__DATA__
*-*-*

use crate::{
    routes::student::{delete_student, get_student, get_students, post_student, put_student},
    state::RosterState,
};
use axum::{Router, routing::get};
use tower_http::{limit::RequestBodyLimitLayer, trace::TraceLayer};

pub mod student;

pub fn build_router(state: RosterState, max_body_bytes: usize) -> Router {
    Router::new()
        .route("/student", get(get_students).post(post_student))
        .route(
            "/student/{id}",
            get(get_student).put(put_student).delete(delete_student),
        )
        .layer(RequestBodyLimitLayer::new(max_body_bytes))
        .layer(TraceLayer::new_for_http())
        .with_state(state)
}
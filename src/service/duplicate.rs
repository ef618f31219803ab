use crate::data::student::{Student, StudentDetails};

/// True when some existing row matches the candidate on every field except the identifier.
/// Strings compare exactly, with no case folding or trimming.
pub fn is_duplicate<'a>(
    candidate: &StudentDetails,
    existing: impl IntoIterator<Item = &'a Student>,
) -> bool {
    existing
        .into_iter()
        .any(|student| student.details == *candidate)
}
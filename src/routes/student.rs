use crate::{
    data::student::StudentDetails,
    error::{DecodeBodySnafu, EncodeBodySnafu, ParseIdSnafu, RosterResult},
    state::RosterState,
};
use axum::{
    body::Bytes,
    extract::{Path, Query, State},
    http::{StatusCode, header},
    response::{IntoResponse, Response},
};
use serde::{Deserialize, Serialize};
use snafu::ResultExt;

#[derive(Deserialize, Debug, Default)]
#[serde(rename_all = "camelCase", default)]
pub struct NameQuery {
    pub first_name: String,
    pub last_name: String,
}

fn parse_id(original: String) -> RosterResult<i64> {
    original.parse().context(ParseIdSnafu { original })
}

fn parse_details(body: &Bytes) -> RosterResult<StudentDetails> {
    serde_json::from_slice(body).context(DecodeBodySnafu)
}

fn json_response(status: StatusCode, value: &impl Serialize) -> RosterResult<Response> {
    let body = serde_json::to_vec(value).context(EncodeBodySnafu)?;
    Ok((status, [(header::CONTENT_TYPE, "application/json")], body).into_response())
}

pub async fn post_student(State(state): State<RosterState>, body: Bytes) -> RosterResult<Response> {
    let details = parse_details(&body)?;
    let student = state.create(details).await?;
    json_response(StatusCode::CREATED, &student)
}

pub async fn get_students(
    State(state): State<RosterState>,
    Query(NameQuery {
        first_name,
        last_name,
    }): Query<NameQuery>,
) -> RosterResult<Response> {
    let students = state.find_by_name(&first_name, &last_name).await?;
    json_response(StatusCode::OK, &students)
}

pub async fn get_student(
    State(state): State<RosterState>,
    Path(id): Path<String>,
) -> RosterResult<Response> {
    let student = state.get_by_id(parse_id(id)?).await?;
    json_response(StatusCode::OK, &student)
}

pub async fn put_student(
    State(state): State<RosterState>,
    Path(id): Path<String>,
    body: Bytes,
) -> RosterResult<Response> {
    let id = parse_id(id)?;
    let details = parse_details(&body)?;
    let student = state.update(id, details).await?;
    json_response(StatusCode::OK, &student)
}

pub async fn delete_student(
    State(state): State<RosterState>,
    Path(id): Path<String>,
) -> RosterResult<StatusCode> {
    state.delete(parse_id(id)?).await?;
    Ok(StatusCode::NO_CONTENT)
}
use crate::{
    data::{
        StudentStore,
        student::{Student, StudentDetails},
    },
    error::{
        DuplicateStudentSnafu, InvalidFieldSnafu, InvalidQueryParamsSnafu, MissingStudentSnafu,
        NoMatchingRowsSnafu, RosterResult,
    },
    service::{duplicate::is_duplicate, validation::first_invalid_field},
};
use snafu::{OptionExt, ensure};
use std::sync::Arc;

pub mod duplicate;
pub mod validation;

/// Which name lookup a search runs.
#[derive(Debug, Clone, Copy, PartialEq, Eq)]
pub enum NameFilter<'a> {
    FirstAndLast { first_name: &'a str, last_name: &'a str },
    First(&'a str),
    Last(&'a str),
}

impl<'a> NameFilter<'a> {
    /// `None` when both names are empty.
    pub const fn from_query(first_name: &'a str, last_name: &'a str) -> Option<Self> {
        match (first_name.is_empty(), last_name.is_empty()) {
            (false, false) => Some(Self::FirstAndLast {
                first_name,
                last_name,
            }),
            (false, true) => Some(Self::First(first_name)),
            (true, false) => Some(Self::Last(last_name)),
            (true, true) => None,
        }
    }
}

#[derive(Clone)]
pub struct StudentService {
    store: Arc<dyn StudentStore>,
}

impl StudentService {
    pub fn new(store: Arc<dyn StudentStore>) -> Self {
        Self { store }
    }

    fn validate(details: &StudentDetails) -> RosterResult<()> {
        match first_invalid_field(details) {
            Some(field) => InvalidFieldSnafu { field }.fail(),
            None => Ok(()),
        }
    }

    pub async fn create(&self, details: StudentDetails) -> RosterResult<Student> {
        Self::validate(&details)?;

        let existing = self.store.get_all().await?;
        ensure!(!is_duplicate(&details, &existing), DuplicateStudentSnafu);

        let id = self.store.insert_into_database(&details).await?;
        info!(id, "Created student");

        Ok(details.with_id(id))
    }

    /// Lookup failures and empty results both come back as `NoMatchingRows`.
    pub async fn find_by_name(
        &self,
        first_name: &str,
        last_name: &str,
    ) -> RosterResult<Vec<Student>> {
        let filter =
            NameFilter::from_query(first_name, last_name).context(InvalidQueryParamsSnafu)?;

        let result = match filter {
            NameFilter::FirstAndLast {
                first_name,
                last_name,
            } => {
                self.store
                    .get_by_first_and_last_name(first_name, last_name)
                    .await
            }
            NameFilter::First(first_name) => self.store.get_by_first_name(first_name).await,
            NameFilter::Last(last_name) => self.store.get_by_last_name(last_name).await,
        };

        match result {
            Ok(students) if !students.is_empty() => Ok(students),
            Ok(_) => NoMatchingRowsSnafu.fail(),
            Err(e) => {
                warn!(?e, ?filter, "Name lookup failed");
                NoMatchingRowsSnafu.fail()
            }
        }
    }

    pub async fn get_by_id(&self, id: i64) -> RosterResult<Student> {
        self.store
            .get_from_db_by_id(id)
            .await?
            .context(MissingStudentSnafu { id })
    }

    /// Replaces every field of an existing row. An update that would make the row identical to
    /// a different row is refused.
    pub async fn update(&self, id: i64, details: StudentDetails) -> RosterResult<Student> {
        Self::validate(&details)?;
        self.get_by_id(id).await?;

        let existing = self.store.get_all().await?;
        let others = existing.iter().filter(|student| student.id != id);
        ensure!(!is_duplicate(&details, others), DuplicateStudentSnafu);

        let updated = self.store.update_in_database(id, &details).await?;
        ensure!(updated, MissingStudentSnafu { id });
        info!(id, "Updated student");

        Ok(details.with_id(id))
    }

    pub async fn delete(&self, id: i64) -> RosterResult<()> {
        self.get_by_id(id).await?;

        let removed = self.store.remove_from_database(id).await?;
        ensure!(removed, MissingStudentSnafu { id });
        info!(id, "Deleted student");

        Ok(())
    }
}
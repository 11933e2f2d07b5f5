//! Crate-wide error types.

use thiserror::Error;

pub type WaldorfResult<T> = Result<T, WaldorfError>;

#[derive(Debug, Error)]
pub enum WaldorfError {
    #[error("config error: {0}")]
    Config(String),

    #[error("io error: {0}")]
    Io(#[from] std::io::Error),

    #[error("json error: {0}")]
    Json(#[from] serde_json::Error),

    #[error("toml error: {0}")]
    Toml(#[from] toml::de::Error),

    #[error("invalid argument: {0}")]
    InvalidArgument(String),

    #[error("profile error: {0}")]
    Profile(String),

    #[error("render error: {0}")]
    Render(String),

    #[error("report error: {0}")]
    Report(String),

    #[error("timestamp error: {0}")]
    Timestamp(String),

    #[error("zip error: {0}")]
    Zip(String),
}

impl From<zip::result::ZipError> for WaldorfError {
    fn from(value: zip::result::ZipError) -> Self {
        Self::Zip(value.to_string())
    }
}

impl From<time::error::Format> for WaldorfError {
    fn from(value: time::error::Format) -> Self {
        Self::Timestamp(value.to_string())
    }
}
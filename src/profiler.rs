//! Per-test CPU capture via the `pprof` statistical profiler.

use crate::{ProfileData, WaldorfError, WaldorfResult};

/// Shared-object frames that only add noise to test profiles.
const BLOCKLIST: &[&str] = &["libc", "libgcc", "pthread", "vdso"];

#[derive(Debug, Clone, Copy)]
pub struct CpuProfiler {
    sample_hz: i32,
}

impl CpuProfiler {
    pub fn new(sample_hz: i32) -> Self {
        Self { sample_hz }
    }

    /// Run one test closure under the profiler. Tests run one at a time,
    /// so the guard never overlaps another capture.
    pub fn profile<T>(&self, run: impl FnOnce() -> T) -> WaldorfResult<(T, ProfileData)> {
        let guard = pprof::ProfilerGuardBuilder::default()
            .frequency(self.sample_hz)
            .blocklist(BLOCKLIST)
            .build()
            .map_err(|e| WaldorfError::Profile(e.to_string()))?;

        let value = run();

        let report = guard
            .report()
            .build()
            .map_err(|e| WaldorfError::Profile(e.to_string()))?;
        drop(guard);

        let stacks = folded_from_report(&report);
        Ok((value, ProfileData::from_folded(self.sample_hz, &stacks)))
    }
}

/// Flatten a pprof report into root-first folded stacks. The backtrace
/// stores frames leaf-first and inlined symbols innermost-first, so both
/// levels are reversed.
fn folded_from_report(report: &pprof::Report) -> Vec<(Vec<String>, u64)> {
    let mut stacks = Vec::new();
    for (frames, count) in &report.data {
        let mut stack = Vec::new();
        for frame in frames.frames.iter().rev() {
            for symbol in frame.iter().rev() {
                stack.push(symbol.name());
            }
        }
        if stack.is_empty() || *count <= 0 {
            continue;
        }
        stacks.push((stack, *count as u64));
    }
    stacks.sort();
    stacks
}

*-*-*

__BRIEF__
Everything in the material above from the line that has "pub fn build_router(state: RosterState, max_body_bytes: usize)" through the line that has "pub struct NameQuery" must be duplicated exactly, with no other lines given.

__RESULT OF THE EXERCISE__
pub fn build_router(state: RosterState, max_body_bytes: usize) -> Router {
    Router::new()
        .route("/student", get(get_students).post(post_student))
        .route(
            "/student/{id}",
            get(get_student).put(put_student).delete(delete_student),
        )
        .layer(RequestBodyLimitLayer::new(max_body_bytes))
        .layer(TraceLayer::new_for_http())
        .with_state(state)
}
filename src/service/duplicate.rs
repository ef618f31219803ab
use crate::data::student::{Student, StudentDetails};

/// True when some existing row matches the candidate on every field except the identifier.
/// Strings compare exactly, with no case folding or trimming.
pub fn is_duplicate<'a>(
    candidate: &StudentDetails,
    existing: impl IntoIterator<Item = &'a Student>,
) -> bool {
    existing
        .into_iter()
        .any(|student| student.details == *candidate)
}
filename src/routes/student.rs
use crate::{
    data::student::StudentDetails,
    error::{DecodeBodySnafu, EncodeBodySnafu, ParseIdSnafu, RosterResult},
    state::RosterState,
};
use axum::{
    body::Bytes,
    extract::{Path, Query, State},
    http::{StatusCode, header},
    response::{IntoResponse, Response},
};
use serde::{Deserialize, Serialize};
use snafu::ResultExt;

#[derive(Deserialize, Debug, Default)]
#[serde(rename_all = "camelCase", default)]
pub struct NameQuery {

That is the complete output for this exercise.